Experimental evidence indicates that the hypothalamic paraventricular nucleus modulates sympathetic vasomotor tone and blood pressure and that this modulation is altered in some cardiovascular diseases. This study tested the hypothesis that this nucleus exerts a more significant tonic excitatory modulation of basal sympathetic vasomotor activity in spontaneously hypertensive rats. In anesthetized, artificially-ventilated rats, bilateral microinjections of the GABA(A) receptor agonist, muscimol (1 to 1.5 nmoles per side), into the paraventricular nucleus produced a depressor and sympathoinhibitory response that did not recover. When compared with normotensive rats, this response was more marked in spontaneously hypertensive rats, where lumbar sympathetic nerve discharge was reduced by 75 +/- 3% and mean arterial pressure fell from 119 +/- 7 mm Hg to 58 +/- 3 mm Hg. Blockade of excitatory and inhibitory amino acid receptors in the rostral ventrolateral medulla significantly attenuated this response.
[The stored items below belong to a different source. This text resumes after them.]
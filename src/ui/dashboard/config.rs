use std::path::Path;

use egui::Vec2;
use log::info;
use serde::{Deserialize, Serialize};
use velocity::VelocityError;
use velocity::projection::DEFAULT_CITATION_LIMIT;

const CONFIG_FILE_NAME: &str = "config.json";

#[derive(Serialize, Deserialize, Debug, Clone, PartialEq)]
pub(crate) struct WindowSize {
    pub(crate) width: f32,
    pub(crate) height: f32,
}

impl Default for WindowSize {
    fn default() -> Self {
        Self {
            width: 1280.,
            height: 860.,
        }
    }
}

impl From<WindowSize> for Vec2 {
    fn from(value: WindowSize) -> Self {
        Vec2::new(value.width, value.height)
    }
}

/// Window preferences. The file is only read, never written back.
#[derive(Serialize, Deserialize, Debug, Clone, PartialEq)]
#[serde(default)]
pub(crate) struct AppConfig {
    pub(crate) refresh_rate_ms: u64,
    pub(crate) window_size: WindowSize,
    pub(crate) standings_panel_width: f32,
    pub(crate) citation_limit: usize,
    pub(crate) show_history_chart: bool,
}

impl Default for AppConfig {
    fn default() -> Self {
        Self {
            refresh_rate_ms: super::REFRESH_RATE_MS,
            window_size: WindowSize::default(),
            standings_panel_width: 380.,
            citation_limit: DEFAULT_CITATION_LIMIT,
            show_history_chart: true,
        }
    }
}

impl AppConfig {
    /// Reads `velocity/config.json` from the platform config directory.
    /// Returns `Ok(None)` when there is no config file.
    pub(crate) fn from_local_file() -> Result<Option<Self>, VelocityError> {
        let config_path = dirs::config_dir()
            .ok_or(VelocityError::NoConfigDir)?
            .join("velocity")
            .join(CONFIG_FILE_NAME);
        Self::from_path(&config_path)
    }

    pub(crate) fn from_path(config_path: &Path) -> Result<Option<Self>, VelocityError> {
        if !config_path.exists() {
            return Ok(None);
        }
        let file = std::fs::File::open(config_path)
            .map_err(|e| VelocityError::ConfigIOError { source: e })?;
        let config = serde_json::from_reader(file)
            .map_err(|e| VelocityError::ConfigParseError { source: e })?;
        info!("Loaded config from {:?}", config_path);
        Ok(Some(config))
    }
}
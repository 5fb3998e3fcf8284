// Dashboard state machine
// The dashboard starts in Loading and moves exactly once to Ready or Error.
// All mutation goes through DashboardState::apply.

pub mod selection;

use log::{debug, warn};
use serde::Serialize;

use crate::model::{CircuitData, DashboardData, Driver, Source};
use crate::provider::FetchOutcome;

/// Lifecycle phase of the dashboard.
#[derive(Clone, Debug, PartialEq)]
pub enum Phase {
    Loading,
    Ready(DashboardData),
    Error { message: String },
}

impl Phase {
    fn name(&self) -> &'static str {
        match self {
            Phase::Loading => "Loading",
            Phase::Ready(_) => "Ready",
            Phase::Error { .. } => "Error",
        }
    }
}

/// Inputs accepted by the state machine.
#[derive(Clone, Debug, PartialEq)]
pub enum Action {
    /// The startup fetch succeeded with normalized data
    Loaded(DashboardData),
    /// The startup fetch failed, carries the user-facing message
    Failed(String),
    /// The user picked a circuit by name
    SelectCircuit(String),
}

impl From<FetchOutcome> for Action {
    fn from(outcome: FetchOutcome) -> Self {
        match outcome {
            FetchOutcome::Loaded(data) => Action::Loaded(data),
            FetchOutcome::Failed(message) => Action::Failed(message),
        }
    }
}

/// `DashboardState` holds the current phase and the selected circuit.
///
/// The selection is an index into the circuits of the `Ready` phase. Circuits
/// never change once loaded, so a selection can never reference a stale or
/// foreign circuit.
#[derive(Clone, Debug, PartialEq)]
pub struct DashboardState {
    phase: Phase,
    selected: Option<usize>,
}

impl Default for DashboardState {
    fn default() -> Self {
        Self {
            phase: Phase::Loading,
            selected: None,
        }
    }
}

impl DashboardState {
    pub fn new() -> Self {
        Self::default()
    }

    /// Unidirectional update function.
    pub fn apply(&mut self, action: Action) {
        match action {
            Action::Loaded(data) => self.transition_to_ready(data),
            Action::Failed(message) => self.transition_to_error(message),
            Action::SelectCircuit(name) => self.select(&name),
        }
    }

    /// Moves from Loading to Ready and selects the default circuit.
    /// Re-applying the data the state already holds changes nothing.
    pub fn transition_to_ready(&mut self, data: DashboardData) {
        match &self.phase {
            Phase::Loading => {
                self.selected = selection::default_selection(&data.circuits);
                self.phase = Phase::Ready(data);
            }
            Phase::Ready(current) if *current == data => {
                debug!("Dashboard already holds this data");
            }
            phase => warn!("Ignoring ready transition from {} state", phase.name()),
        }
    }

    /// Moves from Loading to Error. Standings, circuits and sources stay empty.
    pub fn transition_to_error(&mut self, message: String) {
        match &self.phase {
            Phase::Loading => {
                self.phase = Phase::Error { message };
            }
            phase => warn!("Ignoring error transition from {} state", phase.name()),
        }
    }

    /// Selects the circuit called `name`; unknown names are ignored.
    pub fn select(&mut self, name: &str) {
        self.selected = selection::select(name, self.circuits(), self.selected);
    }

    pub fn phase(&self) -> &Phase {
        &self.phase
    }

    pub fn is_loading(&self) -> bool {
        matches!(self.phase, Phase::Loading)
    }

    pub fn error(&self) -> Option<&str> {
        match &self.phase {
            Phase::Error { message } => Some(message),
            _ => None,
        }
    }

    fn data(&self) -> Option<&DashboardData> {
        match &self.phase {
            Phase::Ready(data) => Some(data),
            _ => None,
        }
    }

    pub fn standings(&self) -> &[Driver] {
        self.data().map(|d| d.standings.as_slice()).unwrap_or(&[])
    }

    pub fn circuits(&self) -> &[CircuitData] {
        self.data().map(|d| d.circuits.as_slice()).unwrap_or(&[])
    }

    pub fn sources(&self) -> &[Source] {
        self.data().map(|d| d.sources.as_slice()).unwrap_or(&[])
    }

    pub fn selected_circuit(&self) -> Option<&CircuitData> {
        self.selected.and_then(|index| self.circuits().get(index))
    }

    pub fn snapshot(&self) -> StateSnapshot {
        StateSnapshot {
            standings: self.standings().to_vec(),
            circuits: self.circuits().to_vec(),
            sources: self.sources().to_vec(),
            is_loading: self.is_loading(),
            error: self.error().map(str::to_string),
            selected_circuit: self.selected_circuit().cloned(),
        }
    }
}

/// Flat, serializable view of the dashboard state.
#[derive(Serialize, Clone, Debug, PartialEq)]
#[serde(rename_all = "camelCase")]
pub struct StateSnapshot {
    pub standings: Vec<Driver>,
    pub circuits: Vec<CircuitData>,
    pub sources: Vec<Source>,
    pub is_loading: bool,
    pub error: Option<String>,
    pub selected_circuit: Option<CircuitData>,
}

#[cfg(test)]
mod tests {
    use super::*;

    fn circuit(name: &str) -> CircuitData {
        CircuitData {
            name: name.to_string(),
            location: "Somewhere".to_string(),
            length: "5.000km".to_string(),
            track_map_url: None,
            records: Vec::new(),
            history: Vec::new(),
        }
    }

    fn data_with(circuits: &[&str]) -> DashboardData {
        DashboardData {
            standings: Vec::new(),
            circuits: circuits.iter().map(|n| circuit(n)).collect(),
            sources: Vec::new(),
        }
    }

    #[test]
    fn test_new_state_is_loading_and_empty() {
        let state = DashboardState::new();
        assert!(state.is_loading());
        assert_eq!(state.error(), None);
        assert!(state.standings().is_empty());
        assert!(state.circuits().is_empty());
        assert!(state.sources().is_empty());
        assert!(state.selected_circuit().is_none());
    }

    #[test]
    fn test_ready_selects_first_circuit() {
        let mut state = DashboardState::new();
        state.apply(Action::Loaded(data_with(&["Monza", "Spa"])));
        assert!(!state.is_loading());
        assert_eq!(state.selected_circuit().unwrap().name, "Monza");
    }

    #[test]
    fn test_ready_twice_is_idempotent() {
        let mut once = DashboardState::new();
        once.transition_to_ready(data_with(&["Monza", "Spa"]));
        let mut twice = once.clone();
        twice.transition_to_ready(data_with(&["Monza", "Spa"]));
        assert_eq!(once, twice);
        assert_eq!(twice.circuits().len(), 2);
    }

    #[test]
    fn test_terminal_states_ignore_further_transitions() {
        let mut state = DashboardState::new();
        state.transition_to_error("boom".to_string());
        state.transition_to_ready(data_with(&["Monza"]));
        assert_eq!(state.error(), Some("boom"));
        assert!(state.circuits().is_empty());

        let mut state = DashboardState::new();
        state.transition_to_ready(data_with(&["Monza"]));
        state.transition_to_error("boom".to_string());
        state.transition_to_ready(data_with(&["Spa"]));
        assert_eq!(state.error(), None);
        assert_eq!(state.selected_circuit().unwrap().name, "Monza");
    }

    #[test]
    fn test_select_while_loading_or_failed_is_ignored() {
        let mut state = DashboardState::new();
        state.apply(Action::SelectCircuit("Monza".to_string()));
        assert!(state.selected_circuit().is_none());

        state.apply(Action::Failed("boom".to_string()));
        state.apply(Action::SelectCircuit("Monza".to_string()));
        assert!(state.selected_circuit().is_none());
    }

    #[test]
    fn test_fetch_outcome_converts_to_action() {
        assert_eq!(
            Action::from(FetchOutcome::Failed("x".to_string())),
            Action::Failed("x".to_string())
        );
        assert_eq!(
            Action::from(FetchOutcome::Loaded(DashboardData::default())),
            Action::Loaded(DashboardData::default())
        );
    }

    #[test]
    fn test_snapshot_serializes_camel_case() {
        let mut state = DashboardState::new();
        state.apply(Action::Loaded(data_with(&["Monza"])));
        let json = serde_json::to_value(state.snapshot()).unwrap();
        assert_eq!(json["isLoading"], false);
        assert_eq!(json["error"], serde_json::Value::Null);
        assert_eq!(json["selectedCircuit"]["name"], "Monza");
    }
}
// Core data structures shared by the provider, the state store and the views

use serde::{Deserialize, Serialize};

/// A driver entry in the championship standings.
///
/// Standings are kept in the order the provider returned them. `position` is
/// informational only: duplicated or missing positions are tolerated.
#[derive(Serialize, Deserialize, Clone, Debug, PartialEq)]
#[serde(rename_all = "camelCase")]
pub struct Driver {
    pub position: i32,
    pub name: String,
    pub team: String,
    pub points: f64,
    pub wins: i32,
    #[serde(default, skip_serializing_if = "Option::is_none")]
    pub image_url: Option<String>,
}

/// A lap record set on a circuit.
#[derive(Serialize, Deserialize, Clone, Debug, PartialEq)]
#[serde(rename_all = "camelCase")]
pub struct LapRecord {
    pub circuit: String,
    pub driver: String,
    pub year: i32,
    /// Display string, usually "M:SS.mmm". Not validated against `seconds`
    pub time: String,
    /// Authoritative lap time in seconds
    pub seconds: f64,
}

/// Historic best lap time for a circuit in a given season.
#[derive(Serialize, Deserialize, Clone, Copy, Debug, PartialEq)]
pub struct HistoryPoint {
    pub year: i32,
    /// Lap time in seconds
    pub time: f64,
}

/// A circuit and its lap records. `name` is the selection key.
#[derive(Serialize, Deserialize, Clone, Debug, PartialEq)]
#[serde(rename_all = "camelCase")]
pub struct CircuitData {
    pub name: String,
    pub location: String,
    pub length: String,
    #[serde(default, skip_serializing_if = "Option::is_none")]
    pub track_map_url: Option<String>,
    /// The first record is the featured one
    #[serde(default)]
    pub records: Vec<LapRecord>,
    #[serde(default)]
    pub history: Vec<HistoryPoint>,
}

/// A citation returned alongside the provider data.
#[derive(Serialize, Deserialize, Clone, Debug, Default, PartialEq)]
pub struct Source {
    #[serde(default, skip_serializing_if = "Option::is_none")]
    pub title: Option<String>,
    #[serde(default, skip_serializing_if = "Option::is_none")]
    pub uri: Option<String>,
}

/// Data section of a provider response. Both sequences may be missing.
#[derive(Serialize, Deserialize, Clone, Debug, Default, PartialEq)]
pub struct ProviderData {
    #[serde(default)]
    pub standings: Option<Vec<Driver>>,
    #[serde(default)]
    pub circuits: Option<Vec<CircuitData>>,
}

/// Raw response of a data provider, before normalization.
#[derive(Serialize, Deserialize, Clone, Debug, Default, PartialEq)]
pub struct ProviderPayload {
    #[serde(default)]
    pub data: ProviderData,
    #[serde(default)]
    pub sources: Option<Vec<Source>>,
}

/// Normalized dashboard content. This is the only shape that enters the
/// state store: every sequence is present, possibly empty.
#[derive(Serialize, Deserialize, Clone, Debug, Default, PartialEq)]
pub struct DashboardData {
    pub standings: Vec<Driver>,
    pub circuits: Vec<CircuitData>,
    pub sources: Vec<Source>,
}

impl From<ProviderPayload> for DashboardData {
    fn from(payload: ProviderPayload) -> Self {
        Self {
            standings: payload.data.standings.unwrap_or_default(),
            circuits: payload.data.circuits.unwrap_or_default(),
            sources: payload.sources.unwrap_or_default(),
        }
    }
}

#[cfg(test)]
mod tests {
    use super::*;

    #[test]
    fn test_empty_payload_normalizes_to_empty_sequences() {
        let payload: ProviderPayload =
            serde_json::from_str(r#"{"data":{},"sources":[]}"#).unwrap();
        let data = DashboardData::from(payload);
        assert!(data.standings.is_empty());
        assert!(data.circuits.is_empty());
        assert!(data.sources.is_empty());
    }

    #[test]
    fn test_null_and_missing_fields_normalize() {
        let payload: ProviderPayload =
            serde_json::from_str(r#"{"data":{"standings":null}}"#).unwrap();
        assert_eq!(DashboardData::from(payload), DashboardData::default());
    }

    #[test]
    fn test_camel_case_fields_and_optional_urls() {
        let circuit: CircuitData = serde_json::from_str(
            r#"{"name":"Monza","location":"Italy","length":"5.793km","trackMapUrl":"https://maps/monza.png"}"#,
        )
        .unwrap();
        assert_eq!(
            circuit.track_map_url.as_deref(),
            Some("https://maps/monza.png")
        );
        assert!(circuit.records.is_empty());
        assert!(circuit.history.is_empty());

        let driver: Driver = serde_json::from_str(
            r#"{"position":1,"name":"A","team":"T","points":10.5,"wins":1}"#,
        )
        .unwrap();
        assert_eq!(driver.image_url, None);
        assert_eq!(driver.points, 10.5);
    }

    #[test]
    fn test_source_tolerates_missing_title_and_uri() {
        let sources: Vec<Source> =
            serde_json::from_str(r#"[{"title":"F1"},{"uri":"https://f1.com"},{}]"#).unwrap();
        assert_eq!(sources.len(), 3);
        assert_eq!(sources[0].uri, None);
        assert_eq!(sources[1].title, None);
        assert_eq!(sources[2], Source::default());
    }
}
// Startup fetch session
// The provider runs once on a helper thread; its outcome is handed to the UI thread
// through a channel and only applied while the session generation is still live.

use std::{
    sync::{
        Arc,
        atomic::{AtomicU64, Ordering},
        mpsc::{self, Receiver, TryRecvError},
    },
    thread,
};

use log::{debug, error};

use crate::VelocityError;
use crate::provider::{DataProvider, FetchOutcome, PROVIDER_FAILURE_MESSAGE, load_dashboard};
use crate::state::{Action, DashboardState};

struct Delivery {
    generation: u64,
    outcome: FetchOutcome,
}

/// Handle on the single startup fetch.
///
/// Dropping the handle or calling [`FetchSession::teardown`] advances the
/// live generation, after which a late result is discarded instead of being
/// applied to the state.
pub struct FetchSession {
    receiver: Receiver<Delivery>,
    generation: u64,
    live_generation: Arc<AtomicU64>,
    finished: bool,
}

impl FetchSession {
    /// Spawns the fetch. The provider is consumed so it can only be invoked once.
    pub fn start<P>(provider: P) -> Self
    where
        P: DataProvider + Send + 'static,
    {
        let (delivery_tx, delivery_rx) = mpsc::channel::<Delivery>();
        let generation = 1;
        let live_generation = Arc::new(AtomicU64::new(generation));
        let worker_generation = Arc::clone(&live_generation);

        thread::spawn(move || {
            let outcome = match tokio::runtime::Builder::new_current_thread()
                .enable_all()
                .build()
            {
                Ok(runtime) => runtime.block_on(load_dashboard(&provider)),
                Err(e) => {
                    error!("{}", VelocityError::RuntimeError { source: e });
                    FetchOutcome::Failed(PROVIDER_FAILURE_MESSAGE.to_string())
                }
            };

            if worker_generation.load(Ordering::SeqCst) != generation {
                debug!("Fetch finished after teardown, dropping result");
                return;
            }
            if delivery_tx
                .send(Delivery {
                    generation,
                    outcome,
                })
                .is_err()
            {
                debug!("Fetch session receiver is gone, dropping result");
            }
        });

        Self {
            receiver: delivery_rx,
            generation,
            live_generation,
            finished: false,
        }
    }

    /// Non-blocking check for the fetch outcome. Returns the action to apply
    /// at most once.
    pub fn poll(&mut self) -> Option<Action> {
        if self.finished || self.is_torn_down() {
            return None;
        }
        match self.receiver.try_recv() {
            Ok(delivery) => self.accept(delivery),
            Err(TryRecvError::Empty) => None,
            Err(TryRecvError::Disconnected) => self.worker_lost(),
        }
    }

    /// Blocks until the fetch completes. Used by the headless command.
    pub fn wait(&mut self) -> Option<Action> {
        if self.finished || self.is_torn_down() {
            return None;
        }
        match self.receiver.recv() {
            Ok(delivery) => self.accept(delivery),
            Err(_) => self.worker_lost(),
        }
    }

    /// Polls and applies the outcome to `state`. Returns true when the state changed.
    pub fn pump(&mut self, state: &mut DashboardState) -> bool {
        match self.poll() {
            Some(action) => {
                state.apply(action);
                true
            }
            None => false,
        }
    }

    pub fn teardown(&mut self) {
        self.live_generation.fetch_add(1, Ordering::SeqCst);
    }

    pub fn is_torn_down(&self) -> bool {
        self.live_generation.load(Ordering::SeqCst) != self.generation
    }

    pub fn is_finished(&self) -> bool {
        self.finished
    }

    fn accept(&mut self, delivery: Delivery) -> Option<Action> {
        if delivery.generation != self.generation || self.is_torn_down() {
            debug!("Dropping fetch result from generation {}", delivery.generation);
            return None;
        }
        self.finished = true;
        Some(delivery.outcome.into())
    }

    fn worker_lost(&mut self) -> Option<Action> {
        // the worker only hangs up without sending when the provider panicked
        error!("Fetch worker stopped without a result");
        self.finished = true;
        Some(Action::Failed(PROVIDER_FAILURE_MESSAGE.to_string()))
    }
}

impl Drop for FetchSession {
    fn drop(&mut self) {
        self.teardown();
    }
}
pub(crate) mod dashboard;
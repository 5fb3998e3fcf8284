// Display projections derived from the dashboard state.
// Everything here is a pure function of its inputs and is recomputed every frame.

use itertools::Itertools;

use crate::model::{CircuitData, Driver, LapRecord, Source};

pub const DEFAULT_CITATION_LIMIT: usize = 3;
pub const FALLBACK_LEADER_IMAGE_URL: &str = "https://picsum.photos/seed/f1leader/1200/800";
const UNTITLED_SOURCE: &str = "Untitled source";

/// Championship leader: the first driver in provider order.
pub fn leader(standings: &[Driver]) -> Option<&Driver> {
    standings.first()
}

/// Hero image for the leader, falling back to a stock picture.
pub fn leader_image_url(leader: Option<&Driver>) -> &str {
    leader
        .and_then(|d| d.image_url.as_deref())
        .filter(|url| !url.trim().is_empty())
        .unwrap_or(FALLBACK_LEADER_IMAGE_URL)
}

/// Headline record of a circuit.
pub fn featured_record(circuit: &CircuitData) -> Option<&LapRecord> {
    circuit.records.first()
}

/// Fields of the featured record, each of which may be missing.
#[derive(Clone, Debug, Default, PartialEq)]
pub struct FeaturedRecordView<'a> {
    pub time: Option<&'a str>,
    pub driver: Option<&'a str>,
    pub year: Option<i32>,
}

impl<'a> FeaturedRecordView<'a> {
    pub fn of(circuit: Option<&'a CircuitData>) -> Self {
        match circuit.and_then(featured_record) {
            Some(record) => Self {
                time: Some(record.time.as_str()).filter(|t| !t.is_empty()),
                driver: Some(record.driver.as_str()).filter(|d| !d.is_empty()),
                year: Some(record.year),
            },
            None => Self::default(),
        }
    }
}

/// A citation ready for display. Entries without title or uri are kept.
#[derive(Clone, Debug, PartialEq)]
pub struct Citation<'a> {
    pub title: Option<&'a str>,
    pub uri: Option<&'a str>,
}

impl Citation<'_> {
    /// Title, then uri, then a placeholder.
    pub fn label(&self) -> &str {
        self.title
            .filter(|t| !t.trim().is_empty())
            .or(self.uri)
            .unwrap_or(UNTITLED_SOURCE)
    }
}

/// First `limit` sources in their original order.
pub fn citation_list(sources: &[Source], limit: usize) -> Vec<Citation<'_>> {
    sources
        .iter()
        .take(limit)
        .map(|s| Citation {
            title: s.title.as_deref(),
            uri: s.uri.as_deref(),
        })
        .collect()
}

/// Historic lap times as `[year, seconds]` plot points, oldest first.
pub fn history_series(circuit: &CircuitData) -> Vec<[f64; 2]> {
    circuit
        .history
        .iter()
        .filter(|p| p.time.is_finite())
        .sorted_by_key(|p| p.year)
        .map(|p| [p.year as f64, p.time])
        .collect()
}

/// Formats a lap time in seconds as "M:SS.mmm".
pub fn format_lap_time(seconds: f64) -> String {
    if !seconds.is_finite() || seconds < 0. {
        return "-".to_string();
    }
    let total_ms = (seconds * 1000.).round() as u64;
    let minutes = total_ms / 60_000;
    let secs = (total_ms % 60_000) / 1000;
    let millis = total_ms % 1000;
    format!("{}:{:02}.{:03}", minutes, secs, millis)
}
// Error types for velocity

use snafu::Snafu;
use std::io;

#[derive(Debug, Snafu)]
pub enum VelocityError {
    // Errors while talking to the data provider
    #[snafu(display("Missing data provider API key, set GEMINI_API_KEY"))]
    MissingApiKey,
    #[snafu(display("Data provider unavailable: {reason}"))]
    ProviderUnavailable { reason: String },
    #[snafu(display("Invalid data provider URL {url}: {reason}"))]
    InvalidProviderUrl { url: String, reason: String },
    #[snafu(display("Invalid GEMINI_TIMEOUT_SECS value {value:?}, expected whole seconds"))]
    InvalidProviderTimeout { value: String },
    #[snafu(display("Could not initialize the data provider client"))]
    ProviderClientError { source: reqwest::Error },
    #[snafu(display("Data provider request to {endpoint} failed"))]
    ProviderRequestError {
        endpoint: String,
        source: reqwest::Error,
    },
    #[snafu(display("Data provider returned status {status}: {body}"))]
    ProviderStatusError { status: u16, body: String },
    #[snafu(display("Data provider response had no usable content: {reason}"))]
    ProviderContentError { reason: String },
    #[snafu(display("Could not decode data provider payload"))]
    PayloadDecodeError { source: serde_json::Error },

    // Errors for the offline fixture provider
    #[snafu(display("Error reading fixture file {path}"))]
    FixtureIOError { path: String, source: io::Error },

    // Errors for the fetch session
    #[snafu(display("Could not start the fetch runtime"))]
    RuntimeError { source: io::Error },

    // Config management errors
    #[snafu(display("Could not find application config directory"))]
    NoConfigDir,
    #[snafu(display("Error reading config file"))]
    ConfigIOError { source: io::Error },
    #[snafu(display("Error parsing config file"))]
    ConfigParseError { source: serde_json::Error },

    // Output errors
    #[snafu(display("Error serializing dashboard snapshot"))]
    SnapshotSerializeError { source: serde_json::Error },
}
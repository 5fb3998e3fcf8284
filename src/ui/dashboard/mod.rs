mod circuit_view;
pub(crate) mod config;
mod footer_view;
mod standings_view;

use std::time::Duration;

use config::AppConfig;
use egui::{Color32, Frame, Layout, Margin, RichText, Visuals, style::Widgets};
use velocity::FetchSession;
use velocity::state::{DashboardState, Phase};

pub(crate) const REFRESH_RATE_MS: u64 = 100;

pub(crate) const PALETTE_INK: Color32 = Color32::from_rgb(25, 25, 25);
pub(crate) const PALETTE_RED: Color32 = Color32::from_rgb(225, 6, 0);
pub(crate) const PALETTE_PAPER: Color32 = Color32::from_rgb(255, 255, 255);
pub(crate) const PALETTE_MIST: Color32 = Color32::from_rgb(248, 248, 248);
pub(crate) const PALETTE_GREY: Color32 = Color32::from_rgb(156, 163, 175);

const ERROR_BANNER_FILL: Color32 = Color32::from_rgb(254, 242, 242);

/// `DashboardApp` renders the standings and lap record dashboard.
///
/// The app owns the [`DashboardState`] and the [`FetchSession`] that delivers
/// the single startup fetch. Every frame it pumps the session and draws the
/// view for the current phase.
pub(crate) struct DashboardApp {
    state: DashboardState,
    session: FetchSession,
    app_config: AppConfig,
    /// Text of the circuit dropdown
    circuit_choice: String,
}

impl DashboardApp {
    pub(crate) fn new(
        session: FetchSession,
        app_config: AppConfig,
        cc: &eframe::CreationContext<'_>,
    ) -> Self {
        let default_visuals = Visuals {
            dark_mode: false,
            hyperlink_color: PALETTE_RED,
            faint_bg_color: PALETTE_MIST,
            extreme_bg_color: PALETTE_PAPER,
            panel_fill: PALETTE_PAPER,
            window_fill: PALETTE_PAPER,
            widgets: Widgets::light(),
            striped: true,
            ..Visuals::light()
        };
        cc.egui_ctx.set_visuals(default_visuals);
        egui_extras::install_image_loaders(&cc.egui_ctx);

        Self {
            state: DashboardState::new(),
            session,
            app_config,
            circuit_choice: String::new(),
        }
    }

    fn sync_circuit_choice(&mut self) {
        self.circuit_choice = self
            .state
            .selected_circuit()
            .map(|c| c.name.clone())
            .unwrap_or_default();
    }

    fn loading_view(&self, ctx: &egui::Context) {
        egui::CentralPanel::default().show(ctx, |ui| {
            ui.with_layout(
                Layout::top_down(egui::Align::Center).with_main_align(egui::Align::Center),
                |ui| {
                    ui.add(egui::Spinner::new().size(48.).color(PALETTE_INK));
                    ui.add_space(32.);
                    ui.label(
                        RichText::new("CALIBRATING SYSTEMS")
                            .strong()
                            .size(14.)
                            .color(PALETTE_INK),
                    );
                    ui.add_space(16.);
                    ui.label(
                        RichText::new("ENGINEERING EXCELLENCE SINCE 2024")
                            .size(10.)
                            .color(PALETTE_GREY),
                    );
                },
            );
        });
    }

    fn header_view(&self, ctx: &egui::Context) {
        egui::TopBottomPanel::top("header")
            .min_height(48.)
            .frame(Frame::new().fill(PALETTE_PAPER).inner_margin(Margin::same(12)))
            .show(ctx, |ui| {
                ui.horizontal(|ui| {
                    ui.label(RichText::new("F1").strong().italics().size(20.).color(PALETTE_INK));
                    ui.label(
                        RichText::new("VELOCITY")
                            .strong()
                            .italics()
                            .size(20.)
                            .color(PALETTE_RED),
                    );
                });

                if let Some(message) = self.state.error() {
                    ui.add_space(8.);
                    Frame::new()
                        .fill(ERROR_BANNER_FILL)
                        .inner_margin(Margin::same(12))
                        .show(ui, |ui| {
                            ui.label(RichText::new(format!("⚠ {}", message)).strong().color(PALETTE_RED));
                        });
                }
            });
    }
}

impl eframe::App for DashboardApp {
    fn on_exit(&mut self, _gl: Option<&eframe::glow::Context>) {
        // a fetch still in flight must not touch the state after this point
        self.session.teardown();
    }

    fn update(&mut self, ctx: &egui::Context, _frame: &mut eframe::Frame) {
        if self.session.pump(&mut self.state) {
            self.sync_circuit_choice();
        }

        if matches!(self.state.phase(), Phase::Loading) {
            self.loading_view(ctx);
            ctx.request_repaint_after(Duration::from_millis(self.app_config.refresh_rate_ms));
            return;
        }

        self.header_view(ctx);
        self.footer_view(ctx);
        self.standings_view(ctx);
        self.circuit_view(ctx);
    }
}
Microinjections of small volumes (<20 nL) of GABA were used to localize precisely the responsive region of the paraventricular nucleus. Unilateral injections of GABA into the dorsomedial cap of the paraventricular nucleus induced a brisk depressor (decrease of 42 +/- 4 mm Hg), sympathoinhibitory (decrease by 72 +/- 2%), and bradycardic (decrease of 77 +/- 16 bpm) response. The mechanisms underlying the sympathoinhibition after inactivation of the paraventricular nucleus are not elucidated, but evidence discussed suggests the involvement of a supracollicular sympathoinhibitory pathway. The results presented demonstrate that the paraventricular nucleus exerts a powerful, tonic effect on the control of sympathetic vasomotor tone under basal conditions in anesthetized rats and that this is enhanced in spontaneously hypertensive rats.